Luxor is a City in Egypt known for being steeped in both history and culture, and as a great holiday location.
Even til today Archaologists from around the world flock to see the history and mystery this city provides. And still the Egyptian Archaologists continue to find more and more undiscovered relics hidden for thousands of years!
Right in the city, on the East Bank of the Nile, stand two amazing Temples!
Luxor Temple was known as “Ipet resyt,” (Place of the Seclusion of Amun-Re). It was dedicated to the Theban Triad of Amun-Re, his wife Mut, and his son Khonsu.
At one point in time, this temple was directly connected to the Temple of Karnak by an avenue lined, with human-headed sphinxes, on either side.
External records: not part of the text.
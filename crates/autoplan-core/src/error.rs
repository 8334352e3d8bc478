//! Core error types for autoplan-core.
//!
//! The planning engine itself never fails; everything it cannot do is reported
//! as data in a [`PlanResult`](crate::planner::PlanResult). The errors below
//! belong to the collaborators around it: configuration, the task store and
//! quick-add capture.

use std::path::PathBuf;
use thiserror::Error;

/// Core error type for autoplan-core.
#[derive(Error, Debug)]
pub enum CoreError {
    /// Configuration-related errors
    #[error("Configuration error: {0}")]
    Config(#[from] ConfigError),

    /// Store-related errors
    #[error("Store error: {0}")]
    Store(#[from] StoreError),

    /// Validation errors
    #[error("Validation error: {0}")]
    Validation(#[from] ValidationError),

    /// IO errors
    #[error("IO error: {0}")]
    Io(#[from] std::io::Error),

    /// Serialization/deserialization errors
    #[error("JSON error: {0}")]
    Json(#[from] serde_json::Error),

    #[error("TOML parse error: {0}")]
    TomlDe(#[from] toml::de::Error),

    #[error("TOML write error: {0}")]
    TomlSer(#[from] toml::ser::Error),
}

/// Configuration-specific errors.
#[derive(Error, Debug)]
pub enum ConfigError {
    /// Failed to load configuration
    #[error("Failed to load configuration from {path}: {message}")]
    LoadFailed { path: PathBuf, message: String },

    /// Invalid configuration value
    #[error("Invalid configuration value for '{key}': {message}")]
    InvalidValue { key: String, message: String },

    /// Unknown dot-path key
    #[error("Unknown configuration key: {0}")]
    UnknownKey(String),

    /// Data directory could not be prepared
    #[error("Cannot prepare data directory {path}: {source}")]
    DataDir {
        path: PathBuf,
        #[source]
        source: std::io::Error,
    },
}

/// Store-specific errors.
#[derive(Error, Debug)]
pub enum StoreError {
    #[error("Task not found: {0}")]
    TaskNotFound(String),

    #[error("Event not found: {0}")]
    EventNotFound(String),

    /// The store file exists but could not be decoded
    #[error("Store file {path} is corrupt: {source}")]
    Corrupt {
        path: PathBuf,
        #[source]
        source: serde_json::Error,
    },
}

/// Validation errors.
#[derive(Error, Debug)]
pub enum ValidationError {
    /// Invalid time range
    #[error("Invalid time range: end_time ({end}) must be greater than start_time ({start})")]
    InvalidTimeRange {
        start: chrono::DateTime<chrono::Utc>,
        end: chrono::DateTime<chrono::Utc>,
    },

    /// Invalid value
    #[error("Invalid value for '{field}': {message}")]
    InvalidValue { field: String, message: String },

    #[error("Task title must not be empty")]
    EmptyTitle,
}

/// Result type alias for CoreError
pub type Result<T, E = CoreError> = std::result::Result<T, E>;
Karnak Temple, was known as “Ipet-Issut” (the sacred place) and is the amalgamation of three main temples, a number of smaller temples, and a few outer temples. It took an amazing 1300 years, for generations of builders, to complete this massive complex, and it covers a huge area of 247 Acres!
View the immaculately detailed art work and heiroglyphics hidden for thousands of years, but still as clear and colourful as the day they were painted.
Also on the West Bank is the outstanding Temple of Queen Hatshepsut, a Queen renowned for proclaiming herself King and for her powerful rule for over 20 years.
Set on the West Bank of the Nile, is the magnificent mortuary temple of Queen Hatshepsut, the famous 18th Dynasty Pharaoh.
Cut out of the rock at Deir el-Bahri and known as “Djeser-Djeseru” Hatshepsut Temple is an outstanding feat of Architectural magnificence, and is definately one of the best of Luxor’s Tourist Attractions.
This magnificent temple looks, from a distance, like a 21st Century modern visitors centre, when it is actually a magnificent feat of architectural and engineering achievement.
Prepare to be amazed!
And, what about the famous Giant Statues of the Colossi of Memnon.
These statues of Pharaoh Amenhotep III have stood for the past 3400 years in the Theban necropolis, across the River Nile from Luxor.
The Colossi of Memnon, known by local Egyptians as el-Colossat or es-Salamat consists of two huge stone statues of Amenhotep III. Sadly, these magnificent statues are all that remains of the mortuary temple that Amenhotep III had built in Thebes in the 18th Dynasty.
Another magnificent temple, not always on the tourist’s bucket list, is Habu Temple. Located on the West Bank of the Nile in Luxor, Medinet Habu, is by far one of the best temple complexes in Egypt.
This complex of temples dates back to the New Kingdom and is most commonly known for the mortuary temple of Ramesses III. In Arabic the name means “City of Habu”, and it’s Ancient Egyptian name was Djamet meaning “Males and Mothers”
This area was one of the most earliest known in the Region, associated with the worship of Amun, indeed the Female Pharaoh Hatshepsut built a small temple on the site and dedicated it to Amun.
And, if you get a chance you should consider taking a Hot Air Balloon Ride over Luxor, where you can view the East and West Bank of the Nile and get the most magnificent of photo opportunities.